Great stuff, I'd give my left nut to sail that SW110 single handed for an hour or two. Can you feel the power or what just from the videos.

Thanks Again.
Nice to know that someone besides me really loves that boat;)

You know, even on this type of yachts is starting the debate in what regards to what is the best hull form. Take a look at the designs and dimensions of the SW 110:









We can see that it is a narrow hull. Bigger boats can have narrower hulls but even so it is pretty narrow and very elegant. We can see also that it has a modern keel the kind that some insist it is only for racing boats:D.

Now take a look at this one, slightly smaller 30.48m to 33.60 but with more beam 8.30m to 7.30m and a completely different hull design, a Jean Marie Finot design that will be in the water this year:


















FC CUBE 100' Superyacht from finot-conq on Vimeo.



The boats have similar designed keels but the one one the Finot design is a lifting one giving a better smaller draft and a better deep draft 5.4m/3.0m to 4.2m. The B/D ratios are 29% for the Finot and 37% for the Farr. In the end those 1,2 more meters on the Farr draft would almost balance the effectiveness of the two ratios and then the Finot has much more hull form stability and also two 9.5T lateral water ballasts.

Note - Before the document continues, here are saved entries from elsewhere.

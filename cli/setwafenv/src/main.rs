//! setwafenv — print Bourne shell statements that configure the waf build tool.
//!
//! Usage: eval `setwafenv [list|unset] -i <root_install_dir> [-c <compiler> -t <ufid>]`

mod commands;

use std::ffi::OsString;
use std::path::PathBuf;
use std::process::ExitCode;

use anyhow::{bail, Context};
use clap::{Parser, ValueEnum};
use tracing_subscriber::EnvFilter;

use wafenv_core::HostInfo;
use wafenv_rules::{load_rules_toml, locate_rules};

use commands::setenv::Request;

const LONG_ABOUT: &str = "\
Configure the waf build tool by printing Bourne shell statements that set the
environment variables it understands. Run the output with 'eval'.

If '-c' is not given, the default compiler for this host is used ('list' shows
it). If '-t' is not given, the ufid 'dbg_mt_exc' is used.

'-i' names the root installation directory. The actual prefix is a
sub-directory named '<uplid>-<ufid>', so builds of several configurations can
share one root. Without '-i', a PREFIX previously exported by this tool is used
to recover the root.

Example:
  eval `setwafenv -c gcc-4.7.2 -t dbg_mt_exc -i ~/bde-install`";

#[derive(Parser, Debug)]
#[command(name = "setwafenv", version, about = "Configure the waf build environment", long_about = LONG_ABOUT)]
struct Cli {
    /// Optional command: list the available compilers, or unset all variables
    #[arg(value_enum, num_args = 0..)]
    actions: Vec<Action>,
    /// Compiler and version (e.g., gcc-4.7.2)
    #[arg(short, long)]
    compiler: Option<String>,
    /// Universal flag id (e.g., dbg_mt_exc)
    #[arg(short = 't', long)]
    ufid: Option<String>,
    /// Root installation directory
    #[arg(short, long)]
    install_dir: Option<PathBuf>,
    /// Comma-separated option keys whose evaluation is logged
    #[arg(short, long = "debug-opt-keys", value_delimiter = ',')]
    debug_opt_keys: Vec<String>,
    /// Force the uplid to this value, skipping host and compiler checks
    #[arg(long, alias = "force_uplid")]
    force_uplid: Option<String>,
    /// Rule database (default: lib/wafenv-rules.toml beside waf on PATH)
    #[arg(long, env = "BDE_WAF_RULES")]
    rules: Option<PathBuf>,
    /// Increase log verbosity (-v debug, -vv trace)
    #[arg(short, long, action = clap::ArgAction::Count)]
    verbose: u8,
    /// Only log errors
    #[arg(short, long)]
    quiet: bool,
}

#[derive(Clone, Copy, Debug, PartialEq, Eq, ValueEnum)]
enum Action {
    /// List the default and available compilers
    List,
    /// Print statements that unset every variable
    Unset,
}

/// Rendered standard output and whether the run succeeded.
#[derive(Debug)]
struct Output {
    stdout: String,
    success: bool,
}

fn main() -> ExitCode {
    let cli = Cli::parse();
    init_logging(cli.verbose, cli.quiet);

    let previous_prefix = std::env::var("PREFIX").ok();
    match run(&cli, previous_prefix, std::env::var_os("PATH"), HostInfo::probe) {
        Ok(output) => {
            print!("{}", output.stdout);
            if output.success {
                ExitCode::SUCCESS
            } else {
                ExitCode::FAILURE
            }
        }
        Err(e) => {
            eprintln!("error: {e:#}");
            ExitCode::FAILURE
        }
    }
}

fn init_logging(verbose: u8, quiet: bool) {
    let filter = match verbose {
        0 if quiet => "error",
        0 => "info",
        1 => "debug",
        _ => "trace",
    };
    tracing_subscriber::fmt()
        .with_env_filter(
            EnvFilter::try_from_default_env().unwrap_or_else(|_| EnvFilter::new(filter)),
        )
        .with_target(false)
        .with_writer(std::io::stderr)
        .init();
}

/// Execute one invocation. Nothing is printed here, so a failure never
/// leaves partial output.
///
/// `unset` wins over every other argument, `list` included.
fn run(
    cli: &Cli,
    previous_prefix: Option<String>,
    path_var: Option<OsString>,
    probe_host: fn() -> wafenv_core::Result<HostInfo>,
) -> anyhow::Result<Output> {
    if std::env::consts::OS == "windows" {
        bail!("this tool is currently not supported on windows");
    }

    if cli.actions.contains(&Action::Unset) {
        return Ok(Output {
            stdout: commands::unset::render(),
            success: true,
        });
    }

    let rules_path = locate_rules(cli.rules.as_deref(), path_var.as_deref())?;
    let rules = load_rules_toml(&rules_path)
        .with_context(|| format!("loading {}", rules_path.display()))?;

    if cli.actions.contains(&Action::List) {
        let probe = probe_host()?.probe_id()?;
        return Ok(Output {
            stdout: commands::list::render(&rules, &probe),
            success: false,
        });
    }

    let request = Request {
        compiler: cli.compiler.clone(),
        ufid: cli.ufid.clone(),
        install_dir: cli.install_dir.clone(),
        debug_keys: cli.debug_opt_keys.clone(),
        force_uplid: cli.force_uplid.clone(),
        previous_prefix,
    };
    let stdout = commands::setenv::render(&request, &rules, probe_host)?;
    Ok(Output {
        stdout,
        success: true,
    })
}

This would make the Finot a much more powerful and stiff boat and we can see the difference in the sail they carry upwind, 690m2 for the smaller boat and 592m2 for the Farr design. Off course the narrower and bigger boat would have less drag upwind and will need less sail for the same speed and it has also a bigger LWL so I would not be surprised if the Farr would be faster upwind, but downwind:D Jesus I am very curious the see the speed they can get out of that baby and I would not be surprised if they could go nearer or at 30K. They can carry 1400m2 of sail downwind.

But the main difference and the one that I think it is more important is in the crew that is needed to sail both boats. 3 or 4 on the Finot and a at least the double on the Farr boat.

Depending on the Finot Maxi designed performance, that I think it is going to be smashing on a transat and less so on more traditional races, we are probably going to see more of the type of Maxis appearing: One of the reasons a big sailboat is so expensive is the need to maintain and pay a big crew all year long.

With this one the costs regarding that would be cut in half not to mention the pleasure of having less crew around on the sailboat. The Finot type of Maxi will allow not only less crew but also more passengers , about the double regarding crew/passenger and as these boats are also chartered this can turn out to be a really improvement in what regards boat costs versus boat income.